# Pinarello Stelvio '98?



## dif_bk

Hello All,

I've recently accuired a Pinarello Stelvio with Dedicciai Kens tubing from what I believe is 1998. I'm wondering if anyone here can provide me with information about this frame -- I come from a Mt. Biking background and this will be my first road bike after I build it up. Also, I'm starting with frame only, nothing else, so any suggestions on the build are appreciated.

A few things I'd like to know:

*Where does Stelvio fit into the line of steel frames from that era?
*What is the difference between Dedacciai Dolmen and Kens?
*Does anyone know the year of this frame?
*Is this generally considered a nice bike?
*what type of Campy I should build it with?

Thanks for the info!


----------



## ciocc4me

*Pinarello Ken*

Hi, just read your post. I had a Pinarello Ken from 1994 to 2001. I absolutely regret selling it, i traded it in for a Sloping Aluminium Sigma. The pinarello was a cracking bike that took me from my 'being fat' to racing at a half decent level. The only modification i made was converting to Carbon time forks in A-Head. In terms of performance it was great in the french alpes. Oh kitted it out in Campag Chorus, naturally. Great long distance bike. Currently i ride a Ciocc Scandium which is the same size/Geometry. Id buy the Pinarello back tomorrow if i could....


----------



## Vitix2

I know I'm several years late on this thread, but I could not resist. I agree with ciocc4me. I too had a 1998 Pinarello Stelvio made from the Kens tubing, and really loved it. It is the type of bike that should never be gotten rid of. I honestly did not appreciate it until I replaced it. I still have the frame, but pulled the components and put them on something else becasue I felt the stelvio had lost a step (even as a back-up/beater, which is what I used it as over the last several years).
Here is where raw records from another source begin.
//! Renders a job's templates into one archive per job + instance.

use std::fs;
use std::io;
use std::path::{Path, PathBuf};

use tempfile::TempDir;
use thiserror::Error;
use tracing::{debug, info};

use crate::archive::{self, ArchiveError};
use crate::deployment::{Instance, Job};
use crate::release::ReleaseJob;
use crate::template::{RenderError, Renderer, TemplateEvaluationContext};

const SCRATCH_PREFIX: &str = "rendered-";
const ARCHIVE_PREFIX: &str = "rendered-archive-";

#[derive(Debug, Error)]
pub enum RenderedArchiveError {
  #[error("failed to create scratch directory in {path}: {source}")]
  Scratch {
    path: PathBuf,
    #[source]
    source: io::Error,
  },

  #[error("rendering {dst} of job {job}: {source}")]
  Render {
    job: String,
    dst: String,
    #[source]
    source: RenderError,
  },

  #[error("compressing templates: {0}")]
  Compress(#[source] ArchiveError),

  #[error("failed to remove {path}: {source}")]
  CleanUp {
    path: PathBuf,
    #[source]
    source: io::Error,
  },
}

/// Produces rendered-templates archives.
///
/// Holds no per-call state; concurrent calls only share `work_dir`, inside
/// which each call gets its own scratch directory.
#[derive(Debug, Clone)]
pub struct RenderedArchivesCompiler {
  work_dir: PathBuf,
}

impl RenderedArchivesCompiler {
  pub fn new(work_dir: impl Into<PathBuf>) -> Self {
    Self {
      work_dir: work_dir.into(),
    }
  }

  /// Render every template of `release_jobs` for `instance` and compress the
  /// result. Returns the path of the produced archive.
  ///
  /// The archive holds `<release job>/monit` and
  /// `<release job>/<dst_path_end>` for each template. The scratch tree is
  /// removed before returning whether or not rendering succeeded.
  pub fn compile(
    &self,
    release_jobs: &[ReleaseJob],
    job: &Job,
    instance: &Instance,
  ) -> Result<PathBuf, RenderedArchiveError> {
    fs::create_dir_all(&self.work_dir).map_err(|source| RenderedArchiveError::Scratch {
      path: self.work_dir.clone(),
      source,
    })?;

    let scratch = tempfile::Builder::new()
      .prefix(SCRATCH_PREFIX)
      .tempdir_in(&self.work_dir)
      .map_err(|source| RenderedArchiveError::Scratch {
        path: self.work_dir.clone(),
        source,
      })?;
    debug!(scratch = %scratch.path().display(), job = %job.name, "allocated scratch directory");

    for release_job in release_jobs {
      let renderer = Renderer::new(TemplateEvaluationContext::new(release_job, job, instance));
      let job_dir = scratch.path().join(&release_job.name);

      render_one(&renderer, release_job, &release_job.monit_template.path, &job_dir, "monit")?;

      for template in &release_job.templates {
        render_one(&renderer, release_job, &template.path, &job_dir, &template.dst_path_end)?;
      }
    }

    let archive_path = self.compress(&scratch)?;
    info!(job = %job.name, instance = %instance.slug(), archive = %archive_path.display(), "compiled rendered archive");

    Ok(archive_path)
  }

  /// Remove an archive produced by [`compile`](Self::compile). Removing a
  /// path that does not exist succeeds.
  pub fn clean_up(&self, path: &Path) -> Result<(), RenderedArchiveError> {
    let result = if path.is_dir() {
      fs::remove_dir_all(path)
    } else {
      fs::remove_file(path)
    };

    match result {
      Ok(()) => Ok(()),
      Err(e) if e.kind() == io::ErrorKind::NotFound => Ok(()),
      Err(source) => Err(RenderedArchiveError::CleanUp {
        path: path.to_path_buf(),
        source,
      }),
    }
  }

  fn compress(&self, scratch: &TempDir) -> Result<PathBuf, RenderedArchiveError> {
    let archive_file = tempfile::Builder::new()
      .prefix(ARCHIVE_PREFIX)
      .suffix(".tgz")
      .tempfile_in(&self.work_dir)
      .map_err(|source| RenderedArchiveError::Scratch {
        path: self.work_dir.clone(),
        source,
      })?;

    archive::compress_dir(scratch.path(), archive_file.path()).map_err(RenderedArchiveError::Compress)?;

    let (_, path) = archive_file.keep().map_err(|e| RenderedArchiveError::Scratch {
      path: self.work_dir.clone(),
      source: e.error,
    })?;
    Ok(path)
  }
}

fn render_one(
  renderer: &Renderer,
  release_job: &ReleaseJob,
  src: &Path,
  job_dir: &Path,
  dst_path_end: &str,
) -> Result<(), RenderedArchiveError> {
  let dst = job_dir.join(dst_path_end);
  renderer
    .render(src, &dst)
    .map_err(|source| RenderedArchiveError::Render {
      job: release_job.name.clone(),
      dst: dst_path_end.to_string(),
      source,
    })?;
  debug!(job = %release_job.name, dst = %dst_path_end, "rendered template");
  Ok(())
}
It is a good handling frame, it is comfortable, it climbs relatively well for a steel bike, and it is generally a joy to ride. Is is race worthy in the in 2009...heck no. It simply cannot compare in terms of weight and stiffness to modern bikes. However, it is not a skinny tube retro bike from the 80's and 90's either. It is a bike than can still be ridden without making you feel like you're Fausto Coppi. If you're new to the sport and want to get an affordable bike that you can learn on until you figure out what you really want as a primary frame, or if you are looking for a good secondary trainer/beater/off-seson bike, It is perfect. 

I am actually thinking about rebuilding mine. However, the reality is that the frame I replaced it with is now my third tier ride. So I use it only for the trainer/rollers, rainy days, and riding around casually with non-cycling friends. So, other than the trainer, it would only get about three or so outings a year, and I'm not certain if I want to spend any time swapping components onto a frame that I really won't ride outside.


----------